Carter’s case was the first in which a plaintiff introduced, over vigorous defense objections, highly damaging internal industry documents that had been stolen by former Brown & Williamson paralegal Merrill Williams.

Among the documents Carter’s jury saw was a 1963 memo in which B&W;’s former general counsel Addison Yeaman declared, “We are then in the business of selling nicotine, an addictive drug,” a statement made at a time when the company steadfastly maintained that their products were neither addictive nor hazardous.

A defense lawyer from a large Wall Street law firm attempted to minimize the document as the mere “musings” of a B&W; attorney. But jurors said in post-trial interviews that the documents, including some showing that the company knew many years ago that tobacco smoke contained carcinogens, had a significant effect on their deliberations.

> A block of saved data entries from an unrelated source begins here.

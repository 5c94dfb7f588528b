mod common;

use anyhow::Result;
use axum::http::StatusCode;
use serde_json::json;

use schoolsite_api::auth::{Permission, Role};
use schoolsite_api::database::UserStore;

use common::{Call, TestApp, GREENWOOD, PASSWORD, RIVERSIDE};

#[tokio::test]
async fn create_organization_with_admin_derives_features_from_plan() -> Result<()> {
    let app = TestApp::spawn().await?;
    let root = app.token_for(&app.super_admin);

    let (status, body) = app
        .send(Call::post("/api/super-admin/organizations").bearer(&root).json(json!({
            "name": "Hillcrest Prep",
            "domain": "Hillcrest.edu",
            "plan": "premium",
            "features": ["api_access", "advanced_analytics"],
            "adminEmail": "Principal@Hillcrest.edu",
            "adminPassword": "s3cret!",
            "adminName": "Pat Principal",
        })))
        .await?;
    assert_eq!(status, StatusCode::CREATED, "{}", body);

    let organization = &body["data"]["organization"];
    let features: Vec<&str> = organization["subscription"]["features"]
        .as_array()
        .unwrap()
        .iter()
        .filter_map(|f| f.as_str())
        .collect();
    assert!(features.contains(&"events"));
    assert!(!features.contains(&"api_access"));
    assert_eq!(organization["domain"], "hillcrest.edu");
    assert_eq!(organization["subscription"]["status"], "active");

    let admin = &body["data"]["adminUser"];
    assert_eq!(admin["role"], "school_admin");
    assert_eq!(admin["email"], "principal@hillcrest.edu");
    assert_eq!(admin["organizationId"], organization["organizationId"]);
    assert!(admin.get("passwordHash").is_none());

    // The new admin can log in and lands in the new tenant.
    let (status, body) = app
        .send(Call::post("/api/login").json(json!({ "email": "principal@hillcrest.edu", "password": "s3cret!" })))
        .await?;
    assert_eq!(status, StatusCode::OK);
    assert_eq!(body["data"]["user"]["organizationId"], organization["organizationId"]);
    Ok(())
}

#[tokio::test]
async fn create_organization_requires_admin_credentials() -> Result<()> {
    let app = TestApp::spawn().await?;
    let root = app.token_for(&app.super_admin);

    let (status, body) = app
        .send(
            Call::post("/api/super-admin/organizations")
                .bearer(&root)
                .json(json!({ "name": "Hillcrest Prep", "adminEmail": "p@hillcrest.edu" })),
        )
        .await?;
    assert_eq!(status, StatusCode::BAD_REQUEST);
    assert!(body["fieldErrors"]["adminPassword"].is_string());

    let organizations = app.state.registry.list().await?;
    assert_eq!(organizations.len(), 2);
    Ok(())
}

#[tokio::test]
async fn failed_admin_creation_rolls_back_organization() -> Result<()> {
    let app = TestApp::spawn().await?;
    let root = app.token_for(&app.super_admin);

    // Email already taken by an existing account.
    let (status, _) = app
        .send(Call::post("/api/super-admin/organizations").bearer(&root).json(json!({
            "name": "Hillcrest Prep",
            "adminEmail": common::GREENWOOD_ADMIN_EMAIL,
            "adminPassword": PASSWORD,
        })))
        .await?;
    assert_eq!(status, StatusCode::CONFLICT);
    assert_eq!(app.state.registry.list().await?.len(), 2);
    Ok(())
}

#[tokio::test]
async fn super_admin_surface_is_closed_to_school_admins() -> Result<()> {
    let app = TestApp::spawn().await?;
    let greenwood = app.token_for(&app.greenwood_admin);

    let (status, body) = app
        .send(Call::get("/api/super-admin/organizations").bearer(&greenwood).empty())
        .await?;
    assert_eq!(status, StatusCode::FORBIDDEN);
    assert_eq!(body["code"], "SUPER_ADMIN_REQUIRED");

    let (status, _) = app.send(Call::get("/api/super-admin/users").bearer(&greenwood).empty()).await?;
    assert_eq!(status, StatusCode::FORBIDDEN);

    let (status, _) = app.send(Call::get("/api/super-admin/organizations").empty()).await?;
    assert_eq!(status, StatusCode::UNAUTHORIZED);
    Ok(())
}

#[tokio::test]
async fn platform_permission_tags_do_not_make_a_super_admin() -> Result<()> {
    let app = TestApp::spawn().await?;

    let mut staff = common::user("tagged@greenwood.test", Role::Staff, Some(GREENWOOD));
    staff.permissions.insert(Permission::ManageOrganizations);
    staff.permissions.insert(Permission::ManageAllUsers);
    let users: &dyn UserStore = app.store.as_ref();
    users.insert(&staff).await?;
    let token = app.token_for(&staff);

    let (status, body) = app
        .send(Call::get("/api/super-admin/organizations").bearer(&token).empty())
        .await?;
    assert_eq!(status, StatusCode::FORBIDDEN);
    assert_eq!(body["code"], "SUPER_ADMIN_REQUIRED");

    let (status, _) = app
        .send(Call::post("/api/super-admin/users").bearer(&token).json(json!({
            "email": "second-root@platform.test",
            "password": PASSWORD,
            "role": "super_admin",
        })))
        .await?;
    assert_eq!(status, StatusCode::FORBIDDEN);
    assert!(users.find_by_identifier("second-root@platform.test").await?.is_none());
    Ok(())
}

#[tokio::test]
async fn user_list_survives_huge_page_numbers() -> Result<()> {
    let app = TestApp::spawn().await?;
    let root = app.token_for(&app.super_admin);

    let (status, body) = app
        .send(
            Call::get(&format!("/api/super-admin/users?page={}&limit=500", usize::MAX))
                .bearer(&root)
                .empty(),
        )
        .await?;
    assert_eq!(status, StatusCode::OK, "{}", body);
    assert!(body["data"]["users"].as_array().unwrap().is_empty());
    Ok(())
}

#[tokio::test]
async fn suspended_subscription_blocks_tenant_routes() -> Result<()> {
    let app = TestApp::spawn().await?;
    let root = app.token_for(&app.super_admin);
    let greenwood = app.token_for(&app.greenwood_admin);

    let (status, body) = app
        .send(
            Call::put(&format!("/api/super-admin/organizations/{}/subscription", GREENWOOD))
                .bearer(&root)
                .json(json!({ "plan": "premium", "status": "suspended" })),
        )
        .await?;
    assert_eq!(status, StatusCode::OK, "{}", body);
    assert_eq!(body["data"]["subscription"]["status"], "suspended");

    let (status, body) = app.send(Call::get("/api/students").bearer(&greenwood).empty()).await?;
    assert_eq!(status, StatusCode::FORBIDDEN);
    assert_eq!(body["code"], "ORGANIZATION_INACTIVE");

    // Super admins are held to the same rule once a tenant is named.
    let (status, _) = app
        .send(Call::get(&format!("/api/org/{}/students", GREENWOOD)).bearer(&root).empty())
        .await?;
    assert_eq!(status, StatusCode::FORBIDDEN);
    Ok(())
}

#[tokio::test]
async fn expired_subscription_blocks_tenant_routes() -> Result<()> {
    let app = TestApp::spawn().await?;
    let root = app.token_for(&app.super_admin);
    let riverside = app.token_for(&app.riverside_admin);

    let (status, _) = app
        .send(
            Call::put(&format!("/api/super-admin/organizations/{}/subscription", RIVERSIDE))
                .bearer(&root)
                .json(json!({ "plan": "basic", "status": "active", "expiresAt": "2020-01-01T00:00:00Z" })),
        )
        .await?;
    assert_eq!(status, StatusCode::OK);

    let (status, body) = app.send(Call::get("/api/programs").bearer(&riverside).empty()).await?;
    assert_eq!(status, StatusCode::FORBIDDEN);
    assert_eq!(body["code"], "ORGANIZATION_INACTIVE");

    let (status, body) = app.send(Call::get("/api/super-admin/health").bearer(&root).empty()).await?;
    assert_eq!(status, StatusCode::OK);
    assert_eq!(body["data"]["expiredSubscriptions"], 1);
    Ok(())
}

#[tokio::test]
async fn delete_organization_cascades() -> Result<()> {
    let app = TestApp::spawn().await?;
    let root = app.token_for(&app.super_admin);
    let riverside = app.token_for(&app.riverside_admin);
    let greenwood = app.token_for(&app.greenwood_admin);

    for name in ["Cleo", "Dev"] {
        let (status, _) = app
            .send(Call::post("/api/students").bearer(&riverside).json(json!({ "name": name })))
            .await?;
        assert_eq!(status, StatusCode::CREATED);
    }
    let (status, _) = app
        .send(Call::post("/api/students").bearer(&greenwood).json(json!({ "name": "Ana" })))
        .await?;
    assert_eq!(status, StatusCode::CREATED);

    let (status, body) = app
        .send(Call::delete(&format!("/api/super-admin/organizations/{}", RIVERSIDE)).bearer(&root).empty())
        .await?;
    assert_eq!(status, StatusCode::OK, "{}", body);
    assert_eq!(body["data"]["users"], 1);
    assert_eq!(body["data"]["records"], 2);

    let (status, _) = app
        .send(Call::get(&format!("/api/super-admin/organizations/{}", RIVERSIDE)).bearer(&root).empty())
        .await?;
    assert_eq!(status, StatusCode::NOT_FOUND);

    // Greenwood data is untouched.
    let (status, body) = app.send(Call::get("/api/students").bearer(&greenwood).empty()).await?;
    assert_eq!(status, StatusCode::OK);
    assert_eq!(body["data"].as_array().unwrap().len(), 1);

    // The deleted tenant's admin can no longer log in.
    let (status, _) = app
        .send(Call::post("/api/login").json(json!({ "email": common::RIVERSIDE_ADMIN_EMAIL, "password": PASSWORD })))
        .await?;
    assert_eq!(status, StatusCode::UNAUTHORIZED);
    Ok(())
}

#[tokio::test]
async fn update_organization_keeps_subscription() -> Result<()> {
    let app = TestApp::spawn().await?;
    let root = app.token_for(&app.super_admin);

    let (status, body) = app
        .send(
            Call::put(&format!("/api/super-admin/organizations/{}", RIVERSIDE))
                .bearer(&root)
                .json(json!({ "name": "Riverside High School", "subscription": { "plan": "enterprise" } })),
        )
        .await?;
    assert_eq!(status, StatusCode::OK, "{}", body);
    assert_eq!(body["data"]["name"], "Riverside High School");
    assert_eq!(body["data"]["subscription"]["plan"], "basic");
    Ok(())
}

#[tokio::test]
async fn user_management_round() -> Result<()> {
    let app = TestApp::spawn().await?;
    let root = app.token_for(&app.super_admin);

    let (status, body) = app
        .send(Call::post("/api/super-admin/users").bearer(&root).json(json!({
            "email": "coach@greenwood.test",
            "password": "abcdef",
            "role": "staff",
            "organizationId": GREENWOOD,
        })))
        .await?;
    assert_eq!(status, StatusCode::CREATED, "{}", body);
    let id = body["data"]["id"].as_str().unwrap().to_string();

    let (status, body) = app
        .send(Call::get(&format!("/api/super-admin/users?organizationId={}", GREENWOOD)).bearer(&root).empty())
        .await?;
    assert_eq!(status, StatusCode::OK);
    assert_eq!(body["data"]["total"], 3);

    let (status, body) = app
        .send(Call::put(&format!("/api/super-admin/users/{}/toggle-status", id)).bearer(&root).empty())
        .await?;
    assert_eq!(status, StatusCode::OK);
    assert_eq!(body["data"]["isActive"], false);

    let (status, _) = app
        .send(Call::delete(&format!("/api/super-admin/users/{}", id)).bearer(&root).empty())
        .await?;
    assert_eq!(status, StatusCode::OK);

    let (status, _) = app
        .send(Call::get(&format!("/api/super-admin/users/{}", id)).bearer(&root).empty())
        .await?;
    assert_eq!(status, StatusCode::NOT_FOUND);

    let (status, _) = app
        .send(Call::get("/api/super-admin/users/not-a-uuid").bearer(&root).empty())
        .await?;
    assert_eq!(status, StatusCode::BAD_REQUEST);
    Ok(())
}

#[tokio::test]
async fn user_bound_to_unknown_organization_is_rejected() -> Result<()> {
    let app = TestApp::spawn().await?;
    let root = app.token_for(&app.super_admin);

    let (status, _) = app
        .send(Call::post("/api/super-admin/users").bearer(&root).json(json!({
            "email": "x@nowhere.test",
            "password": "abcdef",
            "role": "school_admin",
            "organizationId": "nowhere",
        })))
        .await?;
    assert!(status.is_client_error());
    Ok(())
}

#[tokio::test]
async fn dashboard_reports_platform_totals() -> Result<()> {
    let app = TestApp::spawn().await?;
    let root = app.token_for(&app.super_admin);

    let (status, body) = app.send(Call::get("/api/super-admin/dashboard").bearer(&root).empty()).await?;
    assert_eq!(status, StatusCode::OK, "{}", body);
    assert_eq!(body["data"]["totalOrganizations"], 2);
    assert_eq!(body["data"]["activeOrganizations"], 2);
    assert_eq!(body["data"]["totalUsers"], 4);
    assert_eq!(body["data"]["organizationsByPlan"].as_array().unwrap().len(), 3);
    Ok(())
}
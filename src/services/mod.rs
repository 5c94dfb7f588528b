pub mod organization_registry;
pub mod user_service;

pub use organization_registry::{OrgError, OrganizationRegistry};
pub use user_service::{UserError, UserPage, UserService};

Those documents and similar ones from other cigarette companies have now been shown to juries across the country, including the panel that awarded $3 billion in a cigarette case in Los Angeles Superior Court earlier this month.

Carter began smoking Lucky Strikes when he was 16 and did not stop smoking until he was diagnosed with lung cancer 44 years later. He had part of his left lung removed and his cancer is now in remission. Lucky Strikes were made by American Tobacco Co., which was absorbed by B&W; in a $1-billion merger in 1995.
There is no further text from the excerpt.